--- Records for this exercise Enclosed Below ---

#[cfg(test)]
mod tests {
    use super::*;
    use crate::domain::PresignedUpload;
    use crate::models::User;
    use async_trait::async_trait;
    use serde_json::json;
    use std::collections::VecDeque;
    use std::sync::atomic::{AtomicUsize, Ordering};
    use std::sync::Mutex;
    use uuid::Uuid;

    const IMAGE_DATA: &str = "data:image/png;base64,aGVsbG8=";

    /// Scripted gateway: counts calls per stage, fails where told to, and
    /// plays back a queue of caption-generation results.
    struct MockGateway {
        presign_calls: AtomicUsize,
        upload_calls: AtomicUsize,
        register_calls: AtomicUsize,
        caption_calls: AtomicUsize,
        fail_presign: bool,
        fail_upload: bool,
        fail_register: bool,
        caption_script: Mutex<VecDeque<Result<Vec<Value>, PipelineError>>>,
    }

    impl MockGateway {
        fn new() -> Self {
            Self {
                presign_calls: AtomicUsize::new(0),
                upload_calls: AtomicUsize::new(0),
                register_calls: AtomicUsize::new(0),
                caption_calls: AtomicUsize::new(0),
                fail_presign: false,
                fail_upload: false,
                fail_register: false,
                caption_script: Mutex::new(VecDeque::new()),
            }
        }

        fn with_captions(script: Vec<Result<Vec<Value>, PipelineError>>) -> Self {
            let gateway = Self::new();
            gateway.caption_script.lock().unwrap().extend(script);
            gateway
        }
    }

    #[async_trait]
    impl PipelineGateway for MockGateway {
        async fn presigned_upload_url(
            &self,
            _token: &str,
            _content_type: &str,
        ) -> Result<PresignedUpload, PipelineError> {
            self.presign_calls.fetch_add(1, Ordering::SeqCst);
            if self.fail_presign {
                return Err(PipelineError::UploadUrlFailed);
            }
            Ok(PresignedUpload {
                presigned_url: "https://uploads.example/slot".to_string(),
                cdn_url: "https://cdn.example/image.png".to_string(),
            })
        }

        async fn upload_bytes(
            &self,
            _presigned_url: &str,
            _bytes: Vec<u8>,
            _content_type: &str,
        ) -> Result<(), PipelineError> {
            self.upload_calls.fetch_add(1, Ordering::SeqCst);
            if self.fail_upload {
                return Err(PipelineError::UploadFailed);
            }
            Ok(())
        }

        async fn register_image(
            &self,
            _token: &str,
            _image_url: &str,
        ) -> Result<String, PipelineError> {
            self.register_calls.fetch_add(1, Ordering::SeqCst);
            if self.fail_register {
                return Err(PipelineError::RegistrationFailed);
            }
            Ok("img-123".to_string())
        }

        async fn request_captions(
            &self,
            _token: &str,
            _image_id: &str,
        ) -> Result<Vec<Value>, PipelineError> {
            self.caption_calls.fetch_add(1, Ordering::SeqCst);
            self.caption_script
                .lock()
                .unwrap()
                .pop_front()
                .unwrap_or_else(|| Ok(vec![json!({"caption": "fallback"})]))
        }
    }

    fn session() -> Session {
        Session {
            access_token: "token".to_string(),
            user: User {
                id: Uuid::new_v4(),
                email: None,
            },
        }
    }

    fn gateway_timeout() -> Result<Vec<Value>, PipelineError> {
        Err(PipelineError::CaptionGeneration { status: 504 })
    }

    #[tokio::test]
    async fn unsupported_type_fails_before_any_network_call() {
        let gateway = Arc::new(MockGateway::new());
        let orchestrator = CaptionOrchestrator::new(gateway.clone());

        let result = orchestrator
            .process_image(Some(&session()), IMAGE_DATA, "image/tiff")
            .await;

        assert_eq!(
            result,
            Err(PipelineError::UnsupportedContentType("image/tiff".into()))
        );
        assert_eq!(gateway.presign_calls.load(Ordering::SeqCst), 0);
        assert_eq!(gateway.upload_calls.load(Ordering::SeqCst), 0);
        assert_eq!(gateway.register_calls.load(Ordering::SeqCst), 0);
        assert_eq!(gateway.caption_calls.load(Ordering::SeqCst), 0);
    }

    #[tokio::test]
    async fn missing_session_fails_without_network_calls() {
        let gateway = Arc::new(MockGateway::new());
        let orchestrator = CaptionOrchestrator::new(gateway.clone());

        let result = orchestrator
            .process_image(None, IMAGE_DATA, "image/png")
            .await;

        assert_eq!(result, Err(PipelineError::NotAuthenticated));
        assert_eq!(gateway.presign_calls.load(Ordering::SeqCst), 0);
        assert_eq!(gateway.caption_calls.load(Ordering::SeqCst), 0);
    }

    #[tokio::test]
    async fn presign_failure_halts_pipeline() {
        let mut gateway = MockGateway::new();
        gateway.fail_presign = true;
        let gateway = Arc::new(gateway);
        let orchestrator = CaptionOrchestrator::new(gateway.clone());

        let result = orchestrator
            .process_image(Some(&session()), IMAGE_DATA, "image/png")
            .await;

        assert_eq!(result, Err(PipelineError::UploadUrlFailed));
        assert_eq!(gateway.upload_calls.load(Ordering::SeqCst), 0);
        assert_eq!(gateway.register_calls.load(Ordering::SeqCst), 0);
        assert_eq!(gateway.caption_calls.load(Ordering::SeqCst), 0);
    }

    #[tokio::test]
    async fn upload_failure_halts_pipeline() {
        let mut gateway = MockGateway::new();
        gateway.fail_upload = true;
        let gateway = Arc::new(gateway);
        let orchestrator = CaptionOrchestrator::new(gateway.clone());

        let result = orchestrator
            .process_image(Some(&session()), IMAGE_DATA, "image/png")
            .await;

        assert_eq!(result, Err(PipelineError::UploadFailed));
        assert_eq!(gateway.presign_calls.load(Ordering::SeqCst), 1);
        assert_eq!(gateway.register_calls.load(Ordering::SeqCst), 0);
        assert_eq!(gateway.caption_calls.load(Ordering::SeqCst), 0);
    }

    #[tokio::test]
    async fn registration_failure_halts_pipeline() {
        let mut gateway = MockGateway::new();
        gateway.fail_register = true;
        let gateway = Arc::new(gateway);
        let orchestrator = CaptionOrchestrator::new(gateway.clone());

        let result = orchestrator
            .process_image(Some(&session()), IMAGE_DATA, "image/png")
            .await;

        assert_eq!(result, Err(PipelineError::RegistrationFailed));
        assert_eq!(gateway.upload_calls.load(Ordering::SeqCst), 1);
        assert_eq!(gateway.caption_calls.load(Ordering::SeqCst), 0);
    }

    #[tokio::test(start_paused = true)]
    async fn retries_on_504_with_fixed_spacing_then_succeeds() {
        let gateway = Arc::new(MockGateway::with_captions(vec![
            gateway_timeout(),
            gateway_timeout(),
            Ok(vec![json!({"caption": "A"})]),
        ]));
        let orchestrator = CaptionOrchestrator::new(gateway.clone());

        let start = tokio::time::Instant::now();
        let result = orchestrator
            .process_image(Some(&session()), IMAGE_DATA, "image/png")
            .await;

        assert_eq!(result, Ok(vec!["A".to_string()]));
        assert_eq!(gateway.caption_calls.load(Ordering::SeqCst), 3);
        // Two retries, two seconds apart each.
        assert_eq!(start.elapsed(), Duration::from_secs(4));
    }

    #[tokio::test(start_paused = true)]
    async fn gives_up_after_two_retries_on_repeated_504() {
        let gateway = Arc::new(MockGateway::with_captions(vec![
            gateway_timeout(),
            gateway_timeout(),
            gateway_timeout(),
        ]));
        let orchestrator = CaptionOrchestrator::new(gateway.clone());

        let result = orchestrator
            .process_image(Some(&session()), IMAGE_DATA, "image/png")
            .await;

        assert_eq!(
            result,
            Err(PipelineError::CaptionGeneration { status: 504 })
        );
        assert_eq!(gateway.caption_calls.load(Ordering::SeqCst), 3);
    }

    #[tokio::test]
    async fn non_504_status_fails_without_retry() {
        let gateway = Arc::new(MockGateway::with_captions(vec![Err(
            PipelineError::CaptionGeneration { status: 500 },
        )]));
        let orchestrator = CaptionOrchestrator::new(gateway.clone());

        let result = orchestrator
            .process_image(Some(&session()), IMAGE_DATA, "image/png")
            .await;

        assert_eq!(
            result,
            Err(PipelineError::CaptionGeneration { status: 500 })
        );
        assert_eq!(gateway.caption_calls.load(Ordering::SeqCst), 1);
    }

    #[tokio::test]
    async fn empty_caption_response_is_a_failure() {
        let gateway = Arc::new(MockGateway::with_captions(vec![Ok(vec![])]));
        let orchestrator = CaptionOrchestrator::new(gateway);

        let result = orchestrator
            .process_image(Some(&session()), IMAGE_DATA, "image/png")
            .await;

        assert_eq!(result, Err(PipelineError::NoCaptions));
    }

    #[tokio::test]
    async fn all_falsy_records_are_a_failure() {
        let gateway = Arc::new(MockGateway::with_captions(vec![Ok(vec![
            Value::String(String::new()),
            Value::String(String::new()),
        ])]));
        let orchestrator = CaptionOrchestrator::new(gateway);

        let result = orchestrator
            .process_image(Some(&session()), IMAGE_DATA, "image/png")
            .await;

        assert_eq!(result, Err(PipelineError::NoCaptions));
    }

    #[test]
    fn extraction_respects_field_priority_and_record_fallback() {
        let records = vec![
            json!({"caption": "A"}),
            json!({"text": "B"}),
            json!({"content": "C"}),
            json!({"captionText": "D"}),
            json!({}),
        ];

        assert_eq!(
            extract_captions(&records),
            vec!["A", "B", "C", "D", "{}"]
        );
    }

    #[test]
    fn extraction_skips_falsy_fields() {
        let records = vec![json!({"caption": "", "text": "B"})];
        assert_eq!(extract_captions(&records), vec!["B"]);

        // An empty-string record is falsy through and through: dropped.
        let records = vec![Value::String(String::new()), json!({"caption": "A"})];
        assert_eq!(extract_captions(&records), vec!["A"]);
    }

    #[test]
    fn caption_field_beats_later_fields() {
        let records = vec![json!({"text": "later", "caption": "first"})];
        assert_eq!(extract_captions(&records), vec!["first"]);
    }

    #[test]
    fn decode_strips_data_uri_prefix() {
        assert_eq!(decode_image_payload(IMAGE_DATA).unwrap(), b"hello");
        // Bare base64 without a data URI wrapper is accepted as-is.
        assert_eq!(decode_image_payload("aGVsbG8=").unwrap(), b"hello");
    }

    #[test]
    fn decode_rejects_garbage() {
        assert!(matches!(
            decode_image_payload("data:image/png;base64,!!!"),
            Err(PipelineError::InvalidPayload(_))
        ));
    }
}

--- End of Enclosed Records for this exercise ---

## Task details
From the data above, output only the lines between the line containing "use serde_json::json;" and the line containing "const IMAGE_DATA: &str", inclusive, exactly as written.

## Exercise answer
    use serde_json::json;
    use std::collections::VecDeque;
    use std::sync::atomic::{AtomicUsize, Ordering};
    use std::sync::Mutex;
    use uuid::Uuid;

    const IMAGE_DATA: &str = "data:image/png;base64,aGVsbG8=";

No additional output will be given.